◆ Exercise instructions ◆
Go through the entries below and copy every line that holds the word "configured".

◆ Dataset entries ◆
'''
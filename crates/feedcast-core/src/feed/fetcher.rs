use async_trait::async_trait;
use bytes::Bytes;
use reqwest::header::{HeaderMap, HeaderValue, ACCEPT, USER_AGENT};
use reqwest::{Client, Proxy, StatusCode};
use std::time::Duration;
use url::Url;

use super::models::RawEntry;
use super::parser::parse_feed;
use crate::config::FeedConfig;
use crate::{Error, Result};

const MAX_FEED_BYTES: usize = 5 * 1024 * 1024;
const MAX_RETRIES: u32 = 3;
const INITIAL_RETRY_DELAY_MS: u64 = 500;
const FEEDCAST_USER_AGENT: &str = concat!("feedcast/", env!("CARGO_PKG_VERSION"));

/// Source of raw feed entries polled by the ingestion loop
#[async_trait]
pub trait FeedSource: Send + Sync {
    async fn fetch(&self) -> Result<Vec<RawEntry>>;
}

/// HTTP feed fetcher for a single configured feed
pub struct FeedFetcher {
    client: Client,
    url: String,
}

impl FeedFetcher {
    /// Create a fetcher for the feed described by the configuration
    pub fn new(config: &FeedConfig) -> Result<Self> {
        let url = config
            .source_url()
            .ok_or_else(|| Error::Config("feed source is not configured".to_string()))?;
        Self::with_url(&url, config.request_timeout_secs, &config.proxy_url)
    }

    /// Create a fetcher for an explicit URL
    pub fn with_url(url: &str, timeout_secs: u64, proxy_url: &Option<String>) -> Result<Self> {
        Url::parse(url)?;
        Ok(Self {
            client: Self::build_client(timeout_secs, proxy_url)?,
            url: url.to_string(),
        })
    }

    /// The resolved feed URL this fetcher polls
    pub fn url(&self) -> &str {
        &self.url
    }

    /// Build HTTP client with optional proxy
    fn build_client(timeout_secs: u64, proxy_url: &Option<String>) -> Result<Client> {
        let mut builder = Client::builder()
            .timeout(Duration::from_secs(timeout_secs))
            .gzip(true)
            .deflate(true)
            .brotli(true)
            .redirect(reqwest::redirect::Policy::limited(10));

        if let Some(ref proxy) = proxy_url {
            let proxy = Proxy::all(proxy)
                .map_err(|e| Error::Config(format!("Invalid proxy URL: {}", e)))?;
            builder = builder.proxy(proxy);
            tracing::info!("Using HTTP proxy for feed fetching");
        }

        builder.build().map_err(Error::Http)
    }

    fn build_headers() -> HeaderMap {
        let mut headers = HeaderMap::new();
        headers.insert(
            ACCEPT,
            HeaderValue::from_static(
                "application/atom+xml,application/rss+xml,application/xml;q=0.9,*/*;q=0.8",
            ),
        );
        headers.insert(USER_AGENT, HeaderValue::from_static(FEEDCAST_USER_AGENT));
        headers
    }

    /// Fetch with retry and exponential backoff
    async fn fetch_with_retry(&self) -> Result<(StatusCode, Bytes)> {
        let mut last_error = None;
        let mut delay_ms = INITIAL_RETRY_DELAY_MS;

        for attempt in 0..MAX_RETRIES {
            tracing::debug!(url = %self.url, attempt = attempt + 1, "Fetching feed");

            match self
                .client
                .get(&self.url)
                .headers(Self::build_headers())
                .send()
                .await
            {
                Ok(response) => {
                    let status = response.status();

                    // Throttled or briefly unavailable: back off and retry
                    if status == StatusCode::TOO_MANY_REQUESTS
                        || status == StatusCode::SERVICE_UNAVAILABLE
                    {
                        tracing::warn!(
                            "Received {} for {}, retrying after {}ms...",
                            status,
                            self.url,
                            delay_ms
                        );
                        last_error = Some(Error::FeedFetch(format!(
                            "HTTP {} for URL: {}",
                            status, self.url
                        )));
                    } else {
                        match response.bytes().await {
                            Ok(bytes) => return Ok((status, bytes)),
                            Err(e) => {
                                tracing::warn!("Failed to read response body: {}", e);
                                last_error = Some(Error::Http(e));
                            }
                        }
                    }
                }
                Err(e) => {
                    tracing::warn!(
                        "Request failed for {} (attempt {}): {}",
                        self.url,
                        attempt + 1,
                        e
                    );
                    last_error = Some(Error::Http(e));
                }
            }

            if attempt < MAX_RETRIES - 1 {
                tokio::time::sleep(Duration::from_millis(delay_ms)).await;
                delay_ms *= 2;
            }
        }

        Err(last_error.unwrap_or_else(|| {
            Error::FeedFetch(format!(
                "Failed to fetch URL after {} retries: {}",
                MAX_RETRIES, self.url
            ))
        }))
    }

    fn ensure_content_size(&self, size: usize) -> Result<()> {
        if size > MAX_FEED_BYTES {
            return Err(Error::FeedFetch(format!(
                "Feed too large ({} bytes) for URL: {}",
                size, self.url
            )));
        }
        Ok(())
    }
}

#[async_trait]
impl FeedSource for FeedFetcher {
    async fn fetch(&self) -> Result<Vec<RawEntry>> {
        let (status, content) = self.fetch_with_retry().await?;

        if !status.is_success() {
            return Err(Error::FeedFetch(format!(
                "HTTP {} for URL: {}",
                status, self.url
            )));
        }
        self.ensure_content_size(content.len())?;

        parse_feed(&content)
    }
}
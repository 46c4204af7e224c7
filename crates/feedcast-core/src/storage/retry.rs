//! Retry wrapper for store operations that hit transient SQLite conditions
//! (a busy database file, a lock held by another connection, short I/O faults).

use std::future::Future;
use std::time::Duration;

/// Maximum number of retry attempts for database operations
pub const MAX_RETRIES: u32 = 5;

/// Check if a SQLite error is transient and should be retried
///
/// This includes:
/// - SQLITE_BUSY (5): Database locked by another connection
/// - SQLITE_LOCKED (6): Database table is locked
/// - SQLITE_IOERR (10): Base I/O error
/// - SQLITE_IOERR_READ (266), SQLITE_IOERR_SHORT_READ (522)
/// - SQLITE_BUSY_SNAPSHOT (1032)
/// - SQLITE_IOERR_WRITE (2314), SQLITE_IOERR_FSYNC (3338)
pub fn is_transient_error(err: &sqlx::Error) -> bool {
    match err {
        sqlx::Error::Database(db_err) => {
            let code = db_err.code().map(|c| c.to_string());
            matches!(
                code.as_deref(),
                Some("5")
                    | Some("6")
                    | Some("10")
                    | Some("266")
                    | Some("522")
                    | Some("1032")
                    | Some("2314")
                    | Some("3338")
            )
        }
        sqlx::Error::PoolTimedOut => true,
        _ => false,
    }
}

/// Unique-constraint violations signal a duplicate `external_id`
pub fn is_unique_violation(err: &sqlx::Error) -> bool {
    match err {
        sqlx::Error::Database(db_err) => db_err.is_unique_violation(),
        _ => false,
    }
}

/// Calculate exponential backoff delay for retry attempt
///
/// Base delay: 200ms, doubling each attempt
fn backoff_delay(attempt: u32) -> Duration {
    Duration::from_millis(200 * 2u64.pow(attempt.saturating_sub(1)))
}

/// Run a store operation, retrying transient errors with exponential backoff
pub async fn with_retry<F, Fut, T>(operation: F) -> std::result::Result<T, sqlx::Error>
where
    F: Fn() -> Fut,
    Fut: Future<Output = std::result::Result<T, sqlx::Error>>,
{
    let mut attempts = 0;
    loop {
        match operation().await {
            Ok(result) => return Ok(result),
            Err(e) if is_transient_error(&e) && attempts < MAX_RETRIES => {
                attempts += 1;
                let delay = backoff_delay(attempts);
                tracing::debug!(
                    error = %e,
                    attempt = attempts,
                    max_retries = MAX_RETRIES,
                    delay_ms = delay.as_millis(),
                    "Database transient error, retrying"
                );
                tokio::time::sleep(delay).await;
            }
            Err(e) => return Err(e),
        }
    }
}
'''
◆ Result for this exercise ◆
/// HTTP feed fetcher for a single configured feed
            .ok_or_else(|| Error::Config("feed source is not configured".to_string()))?;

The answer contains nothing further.